Ambra incident

Ambra Incident

Major Resolved View vendor source →

Ambra experienced a major incident on February 19, 2024 affecting Web Services and Image Processing and 1 more component, lasting 8h 4m. The incident has been resolved; the full update timeline is below.

Started
Feb 19, 2024, 02:57 PM UTC
Resolved
Feb 19, 2024, 11:01 PM UTC
Duration
8h 4m
Detected by Pingoru
Feb 19, 2024, 02:57 PM UTC

Affected components

Web ServicesImage ProcessingImage Viewing

Update timeline

  1. investigating Feb 19, 2024, 02:57 PM UTC

    We have received reports of issues on the Ambra platform and slowness. Engineering teams are currently investigating. Additional information will be provided as soon as it is available.

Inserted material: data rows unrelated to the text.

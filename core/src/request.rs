//! Per-call request overrides and the request builder.
//!
//! # Design
//! `build_request` is a pure function of `(ClientConfig, method, path,
//! RequestSpec)`. It never touches the network, so every rule about paths,
//! query strings, header merging and body encoding is unit-testable against
//! the resulting `HttpRequest`.

use base64::engine::general_purpose::STANDARD;
use base64::Engine;
use serde::Deserialize;
use serde_json::{Map, Value};
use url::form_urlencoded;

use crate::config::ClientConfig;
use crate::error::Error;
use crate::http::{find_header, HttpMethod, HttpRequest};

const CONTENT_TYPE: &str = "content-type";
const CONTENT_LENGTH: &str = "content-length";
const AUTHORIZATION: &str = "authorization";

/// Data attached to a call. A JSON object becomes a query string on
/// body-less verbs and a JSON body otherwise; text and bytes are sent as-is.
#[derive(Debug, Clone, PartialEq, Deserialize)]
#[serde(untagged)]
pub enum Payload {
    Text(String),
    Json(Value),
    #[serde(skip_deserializing)]
    Bytes(Vec<u8>),
}

impl From<Value> for Payload {
    fn from(value: Value) -> Self {
        Payload::Json(value)
    }
}

impl From<&str> for Payload {
    fn from(text: &str) -> Self {
        Payload::Text(text.to_string())
    }
}

impl From<String> for Payload {
    fn from(text: String) -> Self {
        Payload::Text(text)
    }
}

impl From<Vec<u8>> for Payload {
    fn from(bytes: Vec<u8>) -> Self {
        Payload::Bytes(bytes)
    }
}

/// Overrides for a single call, merged over the client's configuration.
#[derive(Debug, Clone, Default, PartialEq, Deserialize)]
#[serde(default, rename_all = "camelCase")]
pub struct RequestSpec {
    #[serde(alias = "body")]
    pub data: Option<Payload>,
    /// Appended as a query string on every verb.
    pub query: Option<Map<String, Value>>,
    /// URL-encoded body for verbs that carry one.
    pub form: Option<Map<String, Value>>,
    /// Applied in order over the default headers. `None` removes the header.
    pub headers: Vec<(String, Option<String>)>,
    pub auth: Option<String>,
    pub timeout_millis: Option<u64>,
}

impl RequestSpec {
    pub fn is_empty(&self) -> bool {
        *self == RequestSpec::default()
    }
}

/// Resolve a call into transport-level request parameters.
pub fn build_request(
    config: &ClientConfig,
    method: HttpMethod,
    path: &str,
    spec: &RequestSpec,
) -> Result<HttpRequest, Error> {
    let mut full_path = format!("{}{}", config.base_path, path);
    let query = encode_query(method, spec);
    if !query.is_empty() {
        full_path.push(if full_path.contains('?') { '&' } else { '?' });
        full_path.push_str(&query);
    }

    let mut headers: Vec<(String, String)> = Vec::new();
    for (name, value) in &config.default_headers {
        set_header(&mut headers, name, value.clone())?;
    }
    for (name, value) in &spec.headers {
        match value {
            Some(value) => set_header(&mut headers, name, value.clone())?,
            None => remove_header(&mut headers, name),
        }
    }

    if let Some(credentials) = spec.auth.as_ref().or(config.auth.as_ref()) {
        let value = format!("Basic {}", STANDARD.encode(credentials));
        set_header(&mut headers, AUTHORIZATION, value)?;
    }

    let body = if method.has_body() {
        encode_body(spec, &mut headers)?
    } else {
        let unusable_data = match &spec.data {
            Some(Payload::Text(_) | Payload::Bytes(_)) => true,
            Some(Payload::Json(value)) => !value.is_object(),
            None => false,
        };
        if spec.form.is_some() || unusable_data {
            tracing::debug!(%method, path, "ignoring request body on a body-less verb");
        }
        None
    };

    Ok(HttpRequest {
        method,
        origin: config.base_url(),
        path: full_path,
        headers,
        body,
    })
}

fn encode_query(method: HttpMethod, spec: &RequestSpec) -> String {
    let mut serializer = form_urlencoded::Serializer::new(String::new());
    let mut any = false;
    if let Some(query) = &spec.query {
        any |= append_pairs(&mut serializer, query);
    }
    if !method.has_body() {
        if let Some(Payload::Json(Value::Object(data))) = &spec.data {
            any |= append_pairs(&mut serializer, data);
        }
    }
    if any {
        serializer.finish()
    } else {
        String::new()
    }
}

fn append_pairs(serializer: &mut form_urlencoded::Serializer<'_, String>, map: &Map<String, Value>) -> bool {
    for (key, value) in map {
        match value {
            Value::Array(items) => {
                for item in items {
                    serializer.append_pair(key, &scalar(item));
                }
            }
            other => {
                serializer.append_pair(key, &scalar(other));
            }
        }
    }
    !map.is_empty()
}

/// Form and query values: strings verbatim, `null` empty, anything else as JSON text.
fn scalar(value: &Value) -> String {
    match value {
        Value::Null => String::new(),
        Value::String(s) => s.clone(),
        other => other.to_string(),
    }
}

fn encode_body(spec: &RequestSpec, headers: &mut Vec<(String, String)>) -> Result<Option<Vec<u8>>, Error> {
    let explicit_type = find_header(headers, CONTENT_TYPE).is_some();
    let mut body = None;

    match &spec.data {
        Some(Payload::Json(value)) => {
            let bytes = serde_json::to_vec(value).map_err(|e| Error::InvalidArgument(e.to_string()))?;
            if !explicit_type {
                set_header(headers, CONTENT_TYPE, "application/json".to_string())?;
            }
            body = Some(bytes);
        }
        Some(Payload::Text(text)) => body = Some(text.as_bytes().to_vec()),
        Some(Payload::Bytes(bytes)) => body = Some(bytes.clone()),
        None => {}
    }

    if let Some(form) = &spec.form {
        if body.is_some() {
            tracing::warn!("both data and form supplied; sending the form");
        }
        let mut serializer = form_urlencoded::Serializer::new(String::new());
        append_pairs(&mut serializer, form);
        if !explicit_type {
            set_header(headers, CONTENT_TYPE, "application/x-www-form-urlencoded".to_string())?;
        }
        body = Some(serializer.finish().into_bytes());
    }

    if let Some(bytes) = &body {
        set_header(headers, CONTENT_LENGTH, bytes.len().to_string())?;
    }
    Ok(body)
}

fn set_header(headers: &mut Vec<(String, String)>, name: &str, value: String) -> Result<(), Error> {
    let valid_name = !name.is_empty()
        && name
            .bytes()
            .all(|b| b.is_ascii_alphanumeric() || b"!#$%&'*+-.^_`|~".contains(&b));
    if !valid_name {
        return Err(Error::InvalidArgument(format!("invalid header name {name:?}")));
    }
    if value.contains(['\r', '\n']) {
        return Err(Error::InvalidArgument(format!("invalid value for header {name:?}")));
    }
    let name = name.to_ascii_lowercase();
    match headers.iter_mut().find(|(k, _)| *k == name) {
        Some(slot) => slot.1 = value,
        None => headers.push((name, value)),
    }
    Ok(())
}

fn remove_header(headers: &mut Vec<(String, String)>, name: &str) {
    headers.retain(|(k, _)| !k.eq_ignore_ascii_case(name));
}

  2. investigating Feb 19, 2024, 03:37 PM UTC

    Our engineering teams have not yet identified the root cause. We are continuing to investigate and will provide further updates as soon as possible.

  3. identified Feb 19, 2024, 04:07 PM UTC

    The issue has been isolated interactive services nodes. We are currently working to provision additional interactive service nodes to resolve the issue.

  4. identified Feb 19, 2024, 04:45 PM UTC

    The additional interactive have been added. We are still investigating the root cause and next steps. Additional information will be provided as soon as it is available.

  5. investigating Feb 19, 2024, 05:32 PM UTC

    Our engineering teams are focused on identifying the root cause of the incident and is dedicating all available resources to the investigation. We have also added 12 more additional interactive nodes to lessen the impact. We are working to resolve the issue and will provide updates as soon as we have more information.

  6. investigating Feb 19, 2024, 06:00 PM UTC

    Our engineering teams have not yet identified the root cause. We are continuing to investigate and will provide further updates as soon as possible.

  7. investigating Feb 19, 2024, 06:51 PM UTC

    Our engineering teams are focused on identifying the root cause of the incident and is dedicating all available resources to the investigation. We are working around to resolve the issue and will provide updates as soon as we have more information.

  8. investigating Feb 19, 2024, 07:04 PM UTC

    We are restarting the Ambra instance for emergency maintenance at 2:10 pm ET. Ambra will be down for approximately 30 minutes. More information will be posted as soon as it is available.

  9. monitoring Feb 19, 2024, 07:38 PM UTC

    The Ambra Emergency Maintenance is complete. Ambra is and users can log in and navigate. We are continuing to investigate and will provide further updates as soon as possible.

  10. monitoring Feb 19, 2024, 07:50 PM UTC

    We believe that the incident is resolved. Users can log in. The user interface is back to normal performance. However, we have a services backlog that we are working through. Our team will be conducting a root cause analysis and sharing as soon as possible. We will continue to monitor the situation to ensure there are no further issues.

  11. resolved Feb 19, 2024, 11:01 PM UTC

    The incident has been fully resolved and service is back to normal levels. Our team will be conducting a root cause analysis and sharing as soon as possible. We will continue to monitor the situation to ensure there are no further issues.

  12. postmortem Mar 06, 2024, 05:32 PM UTC

    Due to increasing resource utilization, during a planned maintenance window on February 18 we increased the memory of our caching/queueing component. During this maintenance we also changed the CPU class for increased consistency with our other systems, including our UAT environment. The modified system initially performed normally, but as platform traffic increased on February 19 we began experiencing increased operation latency, leading to degraded API performance. Modifying these components requires complete platform downtime to ensure consistent queue processing, so we first attempted to increase the number of front-end servers in order to reduce load on the backend systems. Performance improved temporarily but began degrading again as the platform reached peak time of day. We took an emergency platform outage in order to revert to the original CPU class at which point performance returned to normal levels.